Il concetto chiave non è soltanto offrire aiuto in situazioni critiche, ma intercettare precocemente fragilità e disagi latenti, per evitare che evolvano in vere e proprie patologie. La prevenzione, in ambito educativo, è una forma di cura a lungo termine.
Psicologo scolastico: una figura trasversale al servizio di tutta la comunità educativa
A differenza di quanto si potrebbe pensare, lo psicologo scolastico non lavora solo con studenti in difficoltà. Il suo compito è molto più ampio e articolato, ovvero:
- Favorire il benessere psicologico e relazionale all’interno della scuola.
- Supportare docenti e genitori nella gestione delle problematiche educative e comunicative.
- Promuovere percorsi di prevenzione del disagio giovanile, contro fenomeni come bullismo, isolamento, ritiro sociale (hikikomori), dipendenze digitali.
- Collaborare alla costruzione di ambienti inclusivi, favorevoli all’apprendimento e alla crescita personale.

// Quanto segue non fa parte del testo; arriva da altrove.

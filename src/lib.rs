//! Bomb Gomoku session library
//!
//! Authoritative room and session state for a two-player five-in-a-row game
//! on a 9x9 board, where each player may once per game blow up one of the
//! opponent's stones.
//!
//! # Overview
//!
//! - **Board** - grid storage and five-in-a-row detection.
//!
//! - **Rooms** - two-seat sessions keyed by a short code, with turn order,
//!   bomb availability and win/restart lifecycle.
//!
//! - **Gateway** - maps peers to seats, validates requests, and addresses the
//!   resulting events to one peer, a room, or everyone.
//!
//! - **Leaderboard** - global win counters shared by all rooms.
//!
//! # Design Principles
//!
//! 1. **State machines validate transitions** - rooms and peers reject invalid
//!    requests with typed errors instead of mutating state.
//!
//! 2. **No networking in the core** - [`SessionGateway`] consumes
//!    [`ClientMessage`]s and returns [`Outbound`] messages; the optional
//!    `server` feature hosts it over WebSockets.
//!
//! 3. **Closed message set** - every wire event is one enum variant, checked
//!    when the frame is parsed.
//!
//! # Example
//!
//! ```rust
//! use bomb_gomoku::{ClientMessage, GatewayOptions, Role, ServerMessage, SessionGateway};
//!
//! let mut gateway = SessionGateway::new(GatewayOptions::default());
//! gateway.connect(1);
//! gateway.connect(2);
//!
//! let out = gateway.handle(1, ClientMessage::CreateRoom);
//! let ServerMessage::RoomCreated { room_id, .. } = out[0].message.clone() else {
//!     unreachable!();
//! };
//!
//! gateway.handle(2, ClientMessage::JoinRoom { room_id: room_id.clone() });
//!
//! let out = gateway.handle(
//!     1,
//!     ClientMessage::MakeMove { room_id, row: 4, col: 4, player: Role::PlayerOne },
//! );
//! assert_eq!(
//!     out[0].message,
//!     ServerMessage::MoveMade { row: 4, col: 4, player: Role::PlayerOne }
//! );
//! ```

pub mod gateway;
pub mod protocol;
pub mod state;

#[cfg(feature = "server")]
pub mod config;
#[cfg(feature = "server")]
pub mod logging;
#[cfg(feature = "server")]
pub mod server;

pub use gateway::{GatewayOptions, SessionGateway};
pub use protocol::{ClientMessage, Outbound, Recipient, ServerMessage};
pub use state::*;
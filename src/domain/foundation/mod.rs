//! Foundation module - Shared domain primitives.
//!
//! Contains the value objects and error types that form the vocabulary
//! of the round phase engine.

mod errors;
mod timestamp;

pub use errors::ScheduleError;
pub use timestamp::Timestamp;
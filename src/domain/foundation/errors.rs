//! Error types for the domain layer.

use thiserror::Error;

/// Errors reported by the milestone validation boundary.
///
/// Only `RoundMilestones::validate` produces these. Phase classification
/// and window math never do; they degrade silently so a bad round record
/// cannot take down a page render.
#[derive(Debug, Clone, PartialEq, Eq, Error)]
pub enum ScheduleError {
    #[error("Milestone '{field}' is missing or unparseable")]
    MissingMilestone { field: &'static str },

    #[error("Milestone '{earlier}' falls after '{later}'")]
    OutOfOrder {
        earlier: &'static str,
        later: &'static str,
    },
}

impl ScheduleError {
    /// Creates a missing milestone error.
    pub fn missing(field: &'static str) -> Self {
        ScheduleError::MissingMilestone { field }
    }

    /// Creates an out of order milestone error.
    pub fn out_of_order(earlier: &'static str, later: &'static str) -> Self {
        ScheduleError::OutOfOrder { earlier, later }
    }
}
//! Phase enum for the round lifecycle.

use serde::{Deserialize, Serialize};
use std::fmt;

/// The four phases of a round, in chronological order.
///
/// A round progresses linearly and never revisits an earlier phase.
/// Celebration is terminal: once covers are due, the round stays in
/// celebration indefinitely.
#[derive(
    Debug, Clone, Copy, PartialEq, Eq, PartialOrd, Ord, Hash, Serialize, Deserialize, Default,
)]
#[serde(rename_all = "snake_case")]
pub enum Phase {
    #[default]
    Signups,
    Voting,
    Covering,
    Celebration,
}

impl Phase {
    /// Returns all phases in chronological order.
    pub fn all() -> [Phase; 4] {
        [
            Phase::Signups,
            Phase::Voting,
            Phase::Covering,
            Phase::Celebration,
        ]
    }

    /// Returns the phase that follows this one.
    ///
    /// Returns None for celebration, which has no successor.
    pub fn next(&self) -> Option<Phase> {
        match self {
            Phase::Signups => Some(Phase::Voting),
            Phase::Voting => Some(Phase::Covering),
            Phase::Covering => Some(Phase::Celebration),
            Phase::Celebration => None,
        }
    }

    /// Returns a display label for the phase, suitable for UI headings.
    pub fn label(&self) -> &'static str {
        match self {
            Phase::Signups => "Signups",
            Phase::Voting => "Voting",
            Phase::Covering => "Covering",
            Phase::Celebration => "Celebration",
        }
    }

    /// Returns true if the round is past its voting phase.
    pub fn is_past_voting(&self) -> bool {
        matches!(self, Phase::Covering | Phase::Celebration)
    }
}

impl fmt::Display for Phase {
    fn fmt(&self, f: &mut fmt::Formatter<'_>) -> fmt::Result {
        write!(f, "{}", self.label())
    }
}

In questo senso, lo psicologo diventa un mediatore e facilitatore tra scuola, famiglia e territorio, contribuendo a rafforzare il senso di comunità educante e riducendo il carico emotivo su insegnanti spesso lasciati soli davanti a situazioni complesse.
Perché lo psicologo scolastico deve diventare la norma, non l’eccezione
Il tempo dell’intervento occasionale e reattivo è finito. Serve una presenza stabile e qualificata dello psicologo scolastico in ogni istituto, come parte integrante dell’organizzazione scolastica.
Le sfide educative contemporanee – dalla salute mentale degli adolescenti alla gestione del fallimento formativo – richiedono risposte sistemiche e professionali.
Prevenire è un dovere, come ha affermato il senatore Occhiuto: un ascolto in tempo può evitare una sofferenza più grande.
Rendere strutturale lo psicologo scolastico significa tutelare il diritto allo studio, promuovere il benessere degli studenti e sostenere il lavoro degli insegnanti, restituendo alla scuola la sua funzione educativa, sociale e umana.